Até aqui, tudo certo só que a ter em conta o que relata a mesma certidão de óbito, este Raimundo não deixou filhos, logo não poderia ser avô de quem quer que fosse, incluindo a D. Maria Isaura. Portanto, a ser Raimundo, terá que ser outro.

Assim sendo, tomando como fidedigna a informação contida na certidão, cai pela base a suposta relação deste Raimundo José de Almeida à construção da capela ao Senhor do Bonfim. 

A manter-se ainda como válido o testemunho oral colhido junto da D. Maria Isaura, apesar de posteriormente já não se recordar do nome, a ter existido e a ter Raimundo como nome, então, eventualmente só de outro ramo do qual ainda não encontramos ligação e esta terá que ser analisada da actualidade para cima, ou seja saber o nome dos pais e avôs da D. Maria Isaura e por aí acima, como quem diz, recuado no tempo.

Ora, por enquanto, apesar de buscas, ainda nada consegui encontrar desta relação. Por conseguinte, até novas evidências, esta história da origem da capelinha ao Senhor do Bonfim continua por resolver e a pertencer ao campo da especulação.


Outros aspectos:

A capelinha conforme existe na actualidade, não corresponde em termos de aspecto ao que seria a sua forma original. Na verdade já sofreu obras, nomeadamente pelo início da década de 1980, sendo as mais notórias o revestimento das fachadas em azulejo bem como refeita a cobertura já que esta originalmente seria em estrutura de madeira e telha. Para além disso foi pintada a imagem de Cristo no cruzeiro interior em pedra, o qual, apesar da boa intenção do artista, ficou de facto com uma qualidade artística de baixa qualidade. Também a porta não corresponde à original que naturalmente seria em madeira.

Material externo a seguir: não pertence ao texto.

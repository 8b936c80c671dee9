// SPDX-FileCopyrightText: 2026 ArcheBase
//
// SPDX-License-Identifier: MulanPSL-2.0

//! JSON projection of XDR values.
//!
//! | XDR               | JSON                                   |
//! |-------------------|----------------------------------------|
//! | bool              | boolean                                |
//! | int, unsigned int | number                                 |
//! | hyper, u. hyper   | decimal string (number also accepted)  |
//! | opaque            | lowercase hex string                   |
//! | string            | string                                 |
//! | enum              | member name                            |
//! | struct            | object in declaration order            |
//! | union, void arm   | case label                             |
//! | union, payload    | `{ "<label>": payload }`               |
//! | array             | array                                  |
//! | optional          | `null` or the value                    |
//!
//! Types with a registered [`StrRepr`] project to a single string instead.

pub mod decoder;
pub mod encoder;

pub use decoder::JsonDecoder;
pub use encoder::{value_to_json, JsonEncoder};

use crate::core::{Result, XdrValue};

/// Custom string representation of a type's values.
pub trait StrRepr: Send + Sync {
    /// Render a value as a string.
    fn to_str(&self, value: &XdrValue) -> Result<String>;

    /// Parse a value from its string form.
    fn from_str(&self, text: &str) -> Result<XdrValue>;
}
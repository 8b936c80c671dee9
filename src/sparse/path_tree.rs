// SPDX-FileCopyrightText: 2026 ArcheBase
//
// SPDX-License-Identifier: MulanPSL-2.0

//! Nested inclusion tree built from dotted extraction paths.
//!
//! `"tx.operations[].body"` becomes `tx -> operations[] -> body`, where the
//! trailing `[]` marks `operations` as an array to traverse element-wise.
//! Paths sharing a prefix share nodes; the array marker is OR'd onto a
//! shared node.

use std::collections::{BTreeMap, HashMap};

use crate::core::{CodecError, Result};

/// Suffix marking a segment as an array traversal.
pub const ARRAY_MARKER: &str = "[]";

/// One segment's entry in a [`PathTree`].
#[derive(Debug, Clone, PartialEq, Eq, Hash)]
pub enum PathNode {
    /// Last segment of at least one path: extract the whole value.
    Leaf {
        /// Segment carried the array marker
        array: bool,
    },
    /// Intermediate segment: recurse with the nested tree.
    Branch {
        /// Segment carried the array marker in at least one path
        array: bool,
        /// Nested segments
        children: PathTree,
    },
}

impl PathNode {
    /// Check if this node ends a path.
    pub fn is_leaf(&self) -> bool {
        matches!(self, PathNode::Leaf { .. })
    }

    /// Check if the segment is marked as an array traversal.
    pub fn array_traversal(&self) -> bool {
        match self {
            PathNode::Leaf { array } | PathNode::Branch { array, .. } => *array,
        }
    }

    /// Nested tree of an intermediate node.
    pub fn children(&self) -> Option<&PathTree> {
        match self {
            PathNode::Leaf { .. } => None,
            PathNode::Branch { children, .. } => Some(children),
        }
    }
}

/// Mapping from field or case name to its [`PathNode`].
///
/// Equality is structural, so two requests that reach the same type along
/// different routes compare equal when they extract the same members.
#[derive(Debug, Clone, Default, PartialEq, Eq, Hash)]
pub struct PathTree {
    nodes: BTreeMap<String, PathNode>,
}

/// Which path first made a prefix a leaf or an intermediate node.
#[derive(Default)]
struct Origins<'p> {
    terminal: HashMap<String, &'p str>,
    intermediate: HashMap<String, &'p str>,
}

impl PathTree {
    /// Build a tree from dotted paths.
    ///
    /// # Errors
    ///
    /// - `AmbiguousPath` when a segment is the last segment of one path and
    ///   an intermediate segment of another (`["a.b", "a"]`)
    /// - `InvalidSchema` when a path has an empty segment
    pub fn build<S: AsRef<str>>(paths: &[S]) -> Result<Self> {
        let mut tree = PathTree::default();
        let mut origins = Origins::default();
        for path in paths {
            tree.insert(path.as_ref(), &mut origins)?;
        }
        Ok(tree)
    }

    fn insert<'p>(&mut self, path: &'p str, origins: &mut Origins<'p>) -> Result<()> {
        let segments = path
            .split('.')
            .map(|raw| parse_segment(path, raw))
            .collect::<Result<Vec<_>>>()?;
        let Some((last, parents)) = segments.split_last() else {
            return Ok(());
        };

        let mut prefix = String::new();
        let mut current = self;
        for &(name, array) in parents {
            push_segment(&mut prefix, name);
            if let Some(terminal) = origins.terminal.get(&prefix) {
                return Err(ambiguous(&prefix, terminal, path));
            }
            origins.intermediate.entry(prefix.clone()).or_insert(path);
            let node = current
                .nodes
                .entry(name.to_string())
                .or_insert_with(|| PathNode::Branch {
                    array: false,
                    children: PathTree::default(),
                });
            current = match node {
                PathNode::Branch {
                    array: flagged,
                    children,
                } => {
                    *flagged |= array;
                    children
                }
                PathNode::Leaf { .. } => return Err(ambiguous(&prefix, path, path)),
            };
        }

        let (name, array) = *last;
        push_segment(&mut prefix, name);
        if let Some(intermediate) = origins.intermediate.get(&prefix) {
            return Err(ambiguous(&prefix, path, intermediate));
        }
        origins.terminal.entry(prefix).or_insert(path);
        match current
            .nodes
            .entry(name.to_string())
            .or_insert(PathNode::Leaf { array: false })
        {
            PathNode::Leaf { array: flagged } => *flagged |= array,
            PathNode::Branch { .. } => {}
        }
        Ok(())
    }

    /// Look up a segment.
    pub fn get(&self, name: &str) -> Option<&PathNode> {
        self.nodes.get(name)
    }

    /// Check if a segment is present.
    pub fn contains(&self, name: &str) -> bool {
        self.nodes.contains_key(name)
    }

    /// Iterate over segments in name order.
    pub fn iter(&self) -> impl Iterator<Item = (&str, &PathNode)> {
        self.nodes.iter().map(|(k, v)| (k.as_str(), v))
    }

    /// Number of segments at this level.
    pub fn len(&self) -> usize {
        self.nodes.len()
    }

    /// Check if the tree is empty.
    pub fn is_empty(&self) -> bool {
        self.nodes.is_empty()
    }
}

fn parse_segment<'p>(path: &str, raw: &'p str) -> Result<(&'p str, bool)> {
    let (name, array) = match raw.strip_suffix(ARRAY_MARKER) {
        Some(name) => (name, true),
        None => (raw, false),
    };
    if name.is_empty() {
        return Err(CodecError::invalid_schema(
            path,
            "path has an empty segment",
        ));
    }
    Ok((name, array))
}

fn push_segment(prefix: &mut String, name: &str) {
    if !prefix.is_empty() {
        prefix.push('.');
    }
    prefix.push_str(name);
}

fn ambiguous(segment: &str, terminal: &str, intermediate: &str) -> CodecError {
    CodecError::AmbiguousPath {
        segment: segment.to_string(),
        terminal: terminal.to_string(),
        intermediate: intermediate.to_string(),
    }
}

#[cfg(test)]
mod tests {
    use super::*;

    #[test]
    fn test_build_nested() {
        let tree = PathTree::build(&["Tx.tx.operations", "TxV0.tx.fee"]).unwrap();
        assert_eq!(tree.len(), 2);
        let tx = tree.get("Tx").unwrap().children().unwrap();
        let inner = tx.get("tx").unwrap().children().unwrap();
        assert!(inner.get("operations").unwrap().is_leaf());
        assert!(!tree.get("Tx").unwrap().is_leaf());
    }

    #[test]
    fn test_shared_prefix_merges() {
        let tree = PathTree::build(&["a.b", "a.c"]).unwrap();
        let a = tree.get("a").unwrap().children().unwrap();
        assert_eq!(a.len(), 2);
    }

    #[test]
    fn test_array_marker_is_ored() {
        let tree = PathTree::build(&["items.id", "items[].name"]).unwrap();
        assert!(tree.get("items").unwrap().array_traversal());

        let tree = PathTree::build(&["items[].name", "items.id"]).unwrap();
        assert!(tree.get("items").unwrap().array_traversal());
    }

    #[test]
    fn test_leaf_array_marker() {
        let tree = PathTree::build(&["tags[]"]).unwrap();
        let node = tree.get("tags").unwrap();
        assert!(node.is_leaf());
        assert!(node.array_traversal());
    }

    #[test]
    fn test_ambiguous_rejected_either_order() {
        let err = PathTree::build(&["a.b", "a"]).unwrap_err();
        assert_eq!(
            err,
            CodecError::AmbiguousPath {
                segment: "a".into(),
                terminal: "a".into(),
                intermediate: "a.b".into(),
            }
        );

        let err = PathTree::build(&["a", "a.b"]).unwrap_err();
        assert!(matches!(err, CodecError::AmbiguousPath { .. }));
    }

    #[test]
    fn test_ambiguous_deeper_segment() {
        let err = PathTree::build(&["x.y.z", "x.y"]).unwrap_err();
        assert!(matches!(
            err,
            CodecError::AmbiguousPath { ref segment, .. } if segment == "x.y"
        ));
    }

    #[test]
    fn test_repeated_leaf_is_fine() {
        let tree = PathTree::build(&["a", "a"]).unwrap();
        assert!(tree.get("a").unwrap().is_leaf());
    }

    #[test]
    fn test_empty_segment() {
        assert!(matches!(
            PathTree::build(&["a..b"]).unwrap_err(),
            CodecError::InvalidSchema { .. }
        ));
        assert!(matches!(
            PathTree::build(&["[]"]).unwrap_err(),
            CodecError::InvalidSchema { .. }
        ));
    }

    #[test]
    fn test_structural_equality() {
        let a = PathTree::build(&["x.v"]).unwrap();
        let b = PathTree::build(&["x.v"]).unwrap();
        assert_eq!(a, b);
        assert_ne!(a, PathTree::build(&["x.w"]).unwrap());
    }
}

A propósito destas obras, recordo-me de na altura ter tido uma conversa com o então pároco, Pe. Francisco, o qual torceu o nariz ao revestimento em azulejo, dizendo ter preferido que se mantivessa o reboco original ou então, se em azulejo, que fosse branco mas sem padrão. Também o revestimento do roda pé foi de mau gosto. Também não apreciou que fosse colocado um painel da Sagrada Família, na fachada sul e que, no mínimo deveria ser monocromático, apenas em tom azul, como é tradicional e que melhor combinaria com o tom azulado do restante revestimento.

O revestimento da cobertura em azulejo depressa ficou em mau estado e posteriormente foi substituido por pastilha cerâmica em tom cinza. Pessoalmente, creio que seria valorizada a capelinha se fosse novamente instalada uma cobertura em telha mantendo a configuração de "quatro-águas" e que corresponderia à imagem original.

Por outro lado, aquele poste eléctrico ali encostado do lado norte é uma aberração estética e que deveria ser mudado.